Pandita, T. K. The Role of ATM in Telomere Structure and Function. Radiat. Res. 156, 642–647 (2001).

Ataxia telangiectasia (AT) is a rare human autosomal recessive disorder with a wide variety of phenotypic manifestations. AT patients are cancer prone and hypersensitive to ionizing radiation. Cells derived from AT patients require higher levels of serum factors, exhibit cytoskeletal defects, and undergo premature senescence in culture. The gene responsible for AT is ATM (ataxia-telangiectasia mutated), and its product has been implicated in mitogenic signal transduction, chromosome condensation, meiotic recombination, and cell cycle control. Because of the homology of the human ATM gene to the TEL1 and rad3 genes of yeast, it has been suggested that mutations in ATM could lead to defective telomere maintenance.

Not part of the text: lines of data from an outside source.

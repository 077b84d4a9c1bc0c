//! Core orchestration logic.
//!
//! This module contains:
//! - Orchestrator: drives a project through the workflow
//! - Transformer: best-effort PDF post-processing
//! - DocumentRenderer: template rendering into HTML
//! - ProjectHistory: in-memory archive of finished projects

pub mod history;
pub mod orchestrator;
pub mod renderer;
pub mod transforms;

// Re-export commonly used types
pub use history::{ProjectHistory, ProjectSummary};
pub use orchestrator::{Orchestrator, PipelineError, PipelineFailure};
pub use renderer::{DocumentRenderer, TemplateRenderer, WATERMARK_FLAG};
pub use transforms::{TransformOutcome, Transformer};
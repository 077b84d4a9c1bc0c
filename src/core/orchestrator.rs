//! Workflow orchestrator.
//!
//! Drives one project through generate, transform, sign and archive,
//! recording every attempted operation in the project's audit ledger and
//! publishing each mutation to the caller's observer as it happens.

use std::sync::Arc;
use std::time::Duration;

use anyhow::Result;
use serde_json::{json, Value};
use thiserror::Error;
use tracing::{error, info, instrument, warn};
use uuid::Uuid;

use crate::adapters::{convert_html_to_pdf, PdfServiceApi, PdfServicesClient, PollPolicy, ServiceError};
use crate::config::ResolvedConfig;
use crate::domain::events::{
    STEP_CLOUD_SERVICES, STEP_CRITICAL, STEP_DOCGEN, STEP_ESIGN, STEP_ORCHESTRATOR, STEP_VAULT,
};
use crate::domain::{
    canonical_order, Artifact, InvalidTransition, Outcome, Project, ProjectPatch, ProjectStatus,
};

use super::renderer::{DocumentRenderer, TemplateRenderer, WATERMARK_FLAG};
use super::transforms::Transformer;

pub const DEFAULT_SIGNING_DELAY: Duration = Duration::from_millis(800);
pub const DEFAULT_WATERMARK_LABEL: &str = "OFFICIAL COPY";

/// Errors that abort a workflow run
#[derive(Debug, Error)]
pub enum PipelineError {
    #[error("document rendering failed: {0}")]
    Render(#[source] anyhow::Error),

    #[error(transparent)]
    Service(#[from] ServiceError),

    #[error(transparent)]
    Transition(#[from] InvalidTransition),

    #[error("invalid project: {0}")]
    InvalidProject(String),

    #[error("final artifact is empty")]
    EmptyArtifact,
}

/// A failed run: the project as it stood when the run stopped, plus the cause
#[derive(Debug, Error)]
#[error("pipeline failed for project {}: {}", .project.id, .source)]
pub struct PipelineFailure {
    pub project: Box<Project>,
    #[source]
    pub source: PipelineError,
}

/// Main workflow orchestrator
#[derive(Clone)]
pub struct Orchestrator {
    service: Arc<dyn PdfServiceApi>,
    renderer: Arc<dyn DocumentRenderer>,
    transformer: Transformer,
    poll: PollPolicy,
    signing_delay: Duration,
}

impl Orchestrator {
    /// Create an orchestrator with default policies
    pub fn new(service: Arc<dyn PdfServiceApi>) -> Self {
        let poll = PollPolicy::default();
        Self {
            transformer: Transformer::new(service.clone(), poll, DEFAULT_WATERMARK_LABEL),
            renderer: Arc::new(TemplateRenderer),
            service,
            poll,
            signing_delay: DEFAULT_SIGNING_DELAY,
        }
    }

    /// Create an orchestrator talking to the real service described by `config`
    pub fn from_config(config: &ResolvedConfig) -> Result<Self> {
        let client = PdfServicesClient::new(&config.service)?;
        Ok(Self::with_service(Arc::new(client), config))
    }

    /// Create an orchestrator over any service, with policies from `config`
    pub fn with_service(service: Arc<dyn PdfServiceApi>, config: &ResolvedConfig) -> Self {
        Self {
            transformer: Transformer::new(service.clone(), config.polling, config.watermark_label.clone()),
            renderer: Arc::new(TemplateRenderer),
            service,
            poll: config.polling,
            signing_delay: config.signing_delay(),
        }
    }

    pub fn with_renderer(mut self, renderer: Arc<dyn DocumentRenderer>) -> Self {
        self.renderer = renderer;
        self
    }

    pub fn with_poll_policy(mut self, poll: PollPolicy) -> Self {
        self.poll = poll;
        self.transformer = Transformer::new(
            self.service.clone(),
            poll,
            self.transformer.watermark_label().to_string(),
        );
        self
    }

    pub fn with_signing_delay(mut self, delay: Duration) -> Self {
        self.signing_delay = delay;
        self
    }

    pub fn service(&self) -> &dyn PdfServiceApi {
        self.service.as_ref()
    }

    pub fn renderer(&self) -> &dyn DocumentRenderer {
        self.renderer.as_ref()
    }

    pub fn transformer(&self) -> &Transformer {
        &self.transformer
    }

    pub fn poll_policy(&self) -> &PollPolicy {
        &self.poll
    }

    /// Run the full workflow for an IDLE project.
    ///
    /// `on_update` is called synchronously after every status change and
    /// every appended event. On failure the returned [`PipelineFailure`]
    /// carries the project in ERROR state with a CRITICAL event as its last
    /// entry.
    #[instrument(skip_all, fields(project = %project.id, template = %project.template_id))]
    pub async fn run<F>(&self, project: Project, on_update: F) -> Result<Project, PipelineFailure>
    where
        F: FnMut(&ProjectPatch) + Send,
    {
        if let Err(source) = validate(&project) {
            warn!(error = %source, "Refusing to start workflow");
            return Err(PipelineFailure {
                project: Box::new(project),
                source,
            });
        }

        let mut session = Session { project, on_update };
        match self.execute(&mut session).await {
            Ok(()) => {
                info!(trace_id = ?session.project.trace_id(), "Workflow completed");
                Ok(session.project)
            }
            Err(e) => Err(session.fail(e)),
        }
    }

    async fn execute<F>(&self, session: &mut Session<F>) -> Result<(), PipelineError>
    where
        F: FnMut(&ProjectPatch) + Send,
    {
        // 1. Initialization
        let trace_id = Uuid::new_v4();
        session.assign_trace_id(trace_id);
        session.transition(ProjectStatus::Generating)?;
        let template_id = session.project.template_id.clone();
        session.record(
            STEP_ORCHESTRATOR,
            "Workflow Initialized",
            Outcome::Info,
            json!({ "traceId": trace_id, "template": template_id }),
        );

        // 2. Render
        let mut fields = session.project.fields.clone();
        fields.insert(
            WATERMARK_FLAG.to_string(),
            session.project.has_watermark().to_string(),
        );
        let html = self
            .renderer
            .render(&template_id, &fields)
            .map_err(PipelineError::Render)?;

        // 3. Base PDF
        session.record(
            STEP_DOCGEN,
            "Convert HTML to PDF",
            Outcome::Info,
            json!({
                "service": self.service.name(),
                "input_bytes": html.len(),
                "fields": session.project.fields.len(),
            }),
        );
        let mut pdf = convert_html_to_pdf(self.service.as_ref(), &html, &self.poll).await?;
        session.record(
            STEP_DOCGEN,
            "Generation Successful",
            Outcome::Success,
            json!({ "size_bytes": pdf.len(), "format": "pdf" }),
        );

        // 4. Optional transforms
        let operations = canonical_order(&session.project.operations);
        if !operations.is_empty() {
            session.transition(ProjectStatus::Processing)?;
            session.record(
                STEP_CLOUD_SERVICES,
                format!("Applying {} services", operations.len()),
                Outcome::Info,
                json!({ "services": operations, "input_bytes": pdf.len() }),
            );

            let mut degraded = Vec::new();
            for operation in &operations {
                let outcome = self.transformer.apply(*operation, pdf).await;
                if let Some(ref reason) = outcome.fallback {
                    session.record(
                        STEP_CLOUD_SERVICES,
                        format!("{} unavailable, document passed through", operation),
                        Outcome::Info,
                        json!({ "service": operation, "error": reason }),
                    );
                    degraded.push(*operation);
                }
                pdf = outcome.bytes;
            }

            session.record(
                STEP_CLOUD_SERVICES,
                "Processing Complete",
                Outcome::Success,
                json!({ "services": operations, "degraded": degraded, "size_bytes": pdf.len() }),
            );
        }

        // 5. Signing (simulated)
        session.transition(ProjectStatus::Signing)?;
        let signee = session.project.signee_email.clone();
        session.record(
            STEP_ESIGN,
            format!("Creating Envelope for {}", signee),
            Outcome::Success,
            json!({
                "recipient_id": recipient_id(),
                "note": "Simulated envelope; no signature service is called",
            }),
        );
        tokio::time::sleep(self.signing_delay).await;

        // 6. Archive
        if pdf.is_empty() {
            return Err(PipelineError::EmptyArtifact);
        }
        let artifact = Artifact::pdf(format!("{}.pdf", session.project.id), pdf);
        let metadata = json!({
            "uri": artifact.uri(),
            "size": artifact.size_bytes,
            "sha256": artifact.sha256,
        });
        session.complete(artifact)?;
        session.record(STEP_VAULT, "Artifact Archived", Outcome::Success, metadata);

        Ok(())
    }
}

fn validate(project: &Project) -> Result<(), PipelineError> {
    if project.status() != ProjectStatus::Idle {
        return Err(PipelineError::InvalidProject(format!(
            "project {} is {}, expected IDLE",
            project.id,
            project.status()
        )));
    }
    if project.template_id.trim().is_empty() {
        return Err(PipelineError::InvalidProject("template id is empty".to_string()));
    }
    if project.signee_email.trim().is_empty() {
        return Err(PipelineError::InvalidProject("signee address is empty".to_string()));
    }
    if project.trace_id().is_some() || !project.events().is_empty() || project.output().is_some() {
        return Err(PipelineError::InvalidProject(format!(
            "project {} carries state from an earlier run",
            project.id
        )));
    }
    Ok(())
}

fn recipient_id() -> String {
    let simple = Uuid::new_v4().simple().to_string();
    format!("rec_{}", &simple[..5])
}

/// A project being driven, paired with the observer of its mutations
struct Session<F> {
    project: Project,
    on_update: F,
}

impl<F> Session<F>
where
    F: FnMut(&ProjectPatch),
{
    fn assign_trace_id(&mut self, trace_id: Uuid) {
        self.project.assign_trace_id(trace_id);
        (self.on_update)(&ProjectPatch::trace_id(trace_id));
    }

    fn transition(&mut self, next: ProjectStatus) -> Result<(), InvalidTransition> {
        self.project.transition(next)?;
        info!(status = %next, "Status changed");
        (self.on_update)(&ProjectPatch::status(next));
        Ok(())
    }

    fn complete(&mut self, artifact: Artifact) -> Result<(), InvalidTransition> {
        self.project.complete(artifact.clone())?;
        info!(status = %self.project.status(), "Status changed");
        (self.on_update)(&ProjectPatch::completed(artifact));
        Ok(())
    }

    fn record(&mut self, step: &str, action: impl Into<String>, outcome: Outcome, metadata: Value) {
        let event = self
            .project
            .ledger_mut()
            .record(step, action, outcome, Some(metadata));

        match outcome {
            Outcome::Error => error!(step, action = %event.action, "Audit event"),
            Outcome::Info | Outcome::Success => info!(step, action = %event.action, %outcome, "Audit event"),
        }

        (self.on_update)(&ProjectPatch::events(self.project.ledger().clone()));
    }

    /// Record the failure, move to ERROR and hand the project back
    fn fail(mut self, source: PipelineError) -> PipelineFailure {
        error!(error = %source, "Workflow failed");

        self.record(
            STEP_CRITICAL,
            "Pipeline Failure",
            Outcome::Error,
            json!({ "error": source.to_string() }),
        );
        if self.project.transition(ProjectStatus::Error).is_ok() {
            (self.on_update)(&ProjectPatch::status(ProjectStatus::Error));
        }

        PipelineFailure {
            project: Box::new(self.project),
            source,
        }
    }
}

The ATM gene product influences chromosome end associations, telomere length, and telomere clustering. The defective telomere metabolism in AT cells could be due to altered interactions between the telomeres and the nuclear matrix. These interactions were studied in nuclear matrix halos before and after irradiation. Altered telomere–nuclear matrix interactions were observed in cells derived from individuals with AT. AT cells also had different nucleosomal periodicity in their telomeres from normal cells. Both telomere–nuclear matrix interactions and nucleosomal periodicity were altered by treatment of primary AT fibroblasts with ionizing radiation. This effect was not observed in cells derived from normal individuals. A link was also found between altered telomere–nuclear matrix interactions, aberrant telomere clustering, and gonadal atrophy. The telomere defect was not corrected by the ectopic expression of the catalytic subunit of telomerase (TERT). Since alteration of the yeast telomere chromatin structure is known to influence gene expression, we compared expressed sequence tags (ESTs) of Atm-null mouse cells and normal mouse cells. Several ESTs were found to be aberrantly expressed in Atm-null mouse cells. This paper summarizes our recent publications and presents some new data on the influence of ATM on telomere metabolism.